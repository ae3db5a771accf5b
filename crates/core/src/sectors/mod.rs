//! Sector module - multiple tables, key normalization and resolution.

mod sector_key;
mod sector_table;
mod sectors_model;

pub use sector_key::normalize_sector_key;
pub use sector_table::SectorTable;
pub use sectors_model::{RevenueMultiple, SectorMatch, SectorMultiple, SectorResolution};

#[cfg(test)]
mod sector_table_tests;
use std::sync::Arc;

use crate::{error::ApiResult, main_lib::AppState};
use axum::{
    extract::{Path, State},
    routing::get,
    Json, Router,
};
use mna_valuation_core::sectors::{SectorMultiple, SectorResolution};

async fn list_sectors(
    State(state): State<Arc<AppState>>,
) -> ApiResult<Json<Vec<SectorMultiple>>> {
    Ok(Json(state.valuation_service.sectors().to_vec()))
}

/// Resolves a free-form key; unknown keys resolve to the default sector.
async fn resolve_sector(
    Path(key): Path<String>,
    State(state): State<Arc<AppState>>,
) -> ApiResult<Json<SectorResolution>> {
    Ok(Json(state.valuation_service.resolve_sector_multiple(&key)))
}

pub fn router() -> Router<Arc<AppState>> {
    Router::new()
        .route("/sectors", get(list_sectors))
        .route("/sectors/{key}", get(resolve_sector))
}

···

(Required work) In the records above, find each line with the word "AppState" and copy it.

(Response for this exercise)
use crate::{error::ApiResult, main_lib::AppState};
    State(state): State<Arc<AppState>>,
    State(state): State<Arc<AppState>>,
pub fn router() -> Router<Arc<AppState>> {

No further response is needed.